Sensing Position and Movement: Proprioception and Kinesthesis - dummies

Sensing Position and Movement: Proprioception and Kinesthesis

By Frank Amthor

Although not located in the skin, receptors mediating proprioception (position sense) and kinesthesis (movement sense), are either free nerve endings or structures similar to mechanoreceptors like Ruffini corpuscles (refer to the first figure below) and have similar layouts as the cell bodies in the dorsal root ganglia (refer to the second figure).

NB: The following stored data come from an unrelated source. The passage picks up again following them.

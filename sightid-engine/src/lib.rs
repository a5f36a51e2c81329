//! sightid-engine library interface
//!
//! Sighting identification: photo descriptors, identity resolution against
//! the catalog, and the transactional ingest of each sighting.

pub mod config;
pub mod db;
pub mod error;
pub mod index;
pub mod models;
pub mod services;
pub mod utils;
pub mod vision;

pub use crate::config::{ConsistencyMode, EngineConfig};
pub use crate::error::{SubmissionError, SubmissionResult};
pub use crate::models::{SightingSubmission, SubmissionOutcome};
pub use crate::services::SubmissionService;
//! Descriptor strategy selection
//!
//! The two extractor/matcher families are incompatible: a shape signature
//! can only be scored against another shape signature, and their scores run
//! in opposite directions. [`DescriptorStrategy`] is chosen once from
//! configuration; [`DescriptorPipeline`] is the only place that branches on
//! it.

use super::keypoint::{ratio_test_matches, KeypointExtractor, KeypointSet};
use super::normalizer::ImageNormalizer;
use super::shape::{shape_distance, ShapeExtractor, ShapeSignature};
use super::{decode_photo, VisionError};
use image::RgbImage;
use serde::{Deserialize, Serialize};
use std::fmt;
use std::str::FromStr;

/// Active descriptor family
#[derive(Debug, Clone, Copy, PartialEq, Eq, Hash, Serialize, Deserialize)]
#[serde(rename_all = "lowercase")]
pub enum DescriptorStrategy {
    /// Edge map + Hu-moment distance
    Shape,
    /// Local keypoints + ratio-test match count
    Keypoint,
}

impl DescriptorStrategy {
    pub fn as_str(&self) -> &'static str {
        match self {
            DescriptorStrategy::Shape => "shape",
            DescriptorStrategy::Keypoint => "keypoint",
        }
    }
}

impl fmt::Display for DescriptorStrategy {
    fn fmt(&self, f: &mut fmt::Formatter<'_>) -> fmt::Result {
        f.write_str(self.as_str())
    }
}

impl FromStr for DescriptorStrategy {
    type Err = String;

    fn from_str(s: &str) -> Result<Self, Self::Err> {
        match s.trim().to_ascii_lowercase().as_str() {
            "shape" => Ok(DescriptorStrategy::Shape),
            "keypoint" => Ok(DescriptorStrategy::Keypoint),
            other => Err(format!("unknown descriptor strategy '{}'", other)),
        }
    }
}

/// Descriptor tagged with the family that produced it
#[derive(Debug, Clone, PartialEq, Serialize, Deserialize)]
#[serde(tag = "strategy", rename_all = "lowercase")]
pub enum Descriptor {
    Shape(ShapeSignature),
    Keypoint(KeypointSet),
}

impl Descriptor {
    pub fn strategy(&self) -> DescriptorStrategy {
        match self {
            Descriptor::Shape(_) => DescriptorStrategy::Shape,
            Descriptor::Keypoint(_) => DescriptorStrategy::Keypoint,
        }
    }

    pub fn to_json(&self) -> Result<String, VisionError> {
        Ok(serde_json::to_string(self)?)
    }

    pub fn from_json(json: &str) -> Result<Self, VisionError> {
        Ok(serde_json::from_str(json)?)
    }
}

/// Similarity score; the variant carries the direction
#[derive(Debug, Clone, Copy, PartialEq)]
pub enum Score {
    /// Lower is more similar
    Distance(f64),
    /// Higher is more similar
    MatchCount(u32),
}

impl Score {
    /// Scalar value as stored alongside a sighting
    pub fn value(&self) -> f64 {
        match self {
            Score::Distance(d) => *d,
            Score::MatchCount(c) => f64::from(*c),
        }
    }

    /// Whether `self` is strictly more similar than `other`
    ///
    /// Scores of different kinds never compare as better.
    pub fn is_better_than(&self, other: &Score) -> bool {
        match (self, other) {
            (Score::Distance(a), Score::Distance(b)) => a < b,
            (Score::MatchCount(a), Score::MatchCount(b)) => a > b,
            _ => false,
        }
    }
}

/// Decision threshold separating "same individual" from "different"
#[derive(Debug, Clone, Copy, PartialEq)]
pub enum Threshold {
    /// Match when `distance <= max` (inclusive)
    MaxDistance(f64),
    /// Match when `count > min` (exclusive)
    MinMatches(u32),
}

impl Threshold {
    pub fn accepts(&self, score: &Score) -> bool {
        match (self, score) {
            (Threshold::MaxDistance(max), Score::Distance(d)) => d <= max,
            (Threshold::MinMatches(min), Score::MatchCount(c)) => c > min,
            _ => false,
        }
    }
}

/// Normalizer, active extractor and matching rules for one deployment
#[derive(Debug, Clone)]
pub struct DescriptorPipeline {
    strategy: DescriptorStrategy,
    normalizer: ImageNormalizer,
    shape: ShapeExtractor,
    keypoint: KeypointExtractor,
    ratio: f32,
    threshold: Threshold,
}

impl DescriptorPipeline {
    pub fn new(
        strategy: DescriptorStrategy,
        normalizer: ImageNormalizer,
        shape: ShapeExtractor,
        keypoint: KeypointExtractor,
        ratio: f32,
        threshold: Threshold,
    ) -> Self {
        Self {
            strategy,
            normalizer,
            shape,
            keypoint,
            ratio,
            threshold,
        }
    }

    /// Default shape pipeline: distance <= 0.1
    pub fn shape_default() -> Self {
        Self::new(
            DescriptorStrategy::Shape,
            ImageNormalizer::default(),
            ShapeExtractor::default(),
            KeypointExtractor::default(),
            super::keypoint::DEFAULT_RATIO,
            Threshold::MaxDistance(0.1),
        )
    }

    /// Default keypoint pipeline: more than 60 good matches
    pub fn keypoint_default() -> Self {
        Self::new(
            DescriptorStrategy::Keypoint,
            ImageNormalizer::default(),
            ShapeExtractor::default(),
            KeypointExtractor::default(),
            super::keypoint::DEFAULT_RATIO,
            Threshold::MinMatches(60),
        )
    }

    pub fn strategy(&self) -> DescriptorStrategy {
        self.strategy
    }

    pub fn threshold(&self) -> Threshold {
        self.threshold
    }

    /// Normalize then extract with the active strategy
    pub fn describe(&self, image: &RgbImage) -> Result<Descriptor, VisionError> {
        let normalized = self.normalizer.normalize(image);
        match self.strategy {
            DescriptorStrategy::Shape => Ok(Descriptor::Shape(self.shape.extract(&normalized)?)),
            DescriptorStrategy::Keypoint => {
                Ok(Descriptor::Keypoint(self.keypoint.extract(&normalized)))
            }
        }
    }

    /// Decode raw photo bytes and describe them
    pub fn describe_photo(&self, bytes: &[u8]) -> Result<Descriptor, VisionError> {
        let image = decode_photo(bytes)?;
        self.describe(&image)
    }

    /// Score `query` against a catalog `reference` of the same family
    pub fn score(&self, query: &Descriptor, reference: &Descriptor) -> Result<Score, VisionError> {
        match (query, reference) {
            (Descriptor::Shape(a), Descriptor::Shape(b)) => Ok(Score::Distance(shape_distance(a, b))),
            (Descriptor::Keypoint(a), Descriptor::Keypoint(b)) => {
                Ok(Score::MatchCount(ratio_test_matches(a, b, self.ratio)))
            }
            (a, b) => Err(VisionError::StrategyMismatch {
                left: a.strategy(),
                right: b.strategy(),
            }),
        }
    }
}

The layers of the skin and some of its receptors.
A mechanoreceptor: From the skin to the spinal cord.

These receptors are embedded in muscles, tendons, and ligaments around joints. The receptors in muscles and tendons that have relatively sustained responses called proprioreceptors signal muscle force and joint position.

Similar receptors with more short-lived, or transient, responses signal when the joint is moving, allowing us to have the movement sense of kinesthesis. For example, proprioreceptors allow you to touch your nose with your eyes closed. Transient, kinesthetic receptors allow you to reach out quickly and then stop your hand in the right place to grab a thrown ball.

Different types of senses are sometimes referred to as sensory modalities, whether on a large scale (such as vision versus touch) or within touch (for mechanical versus temperature sensation).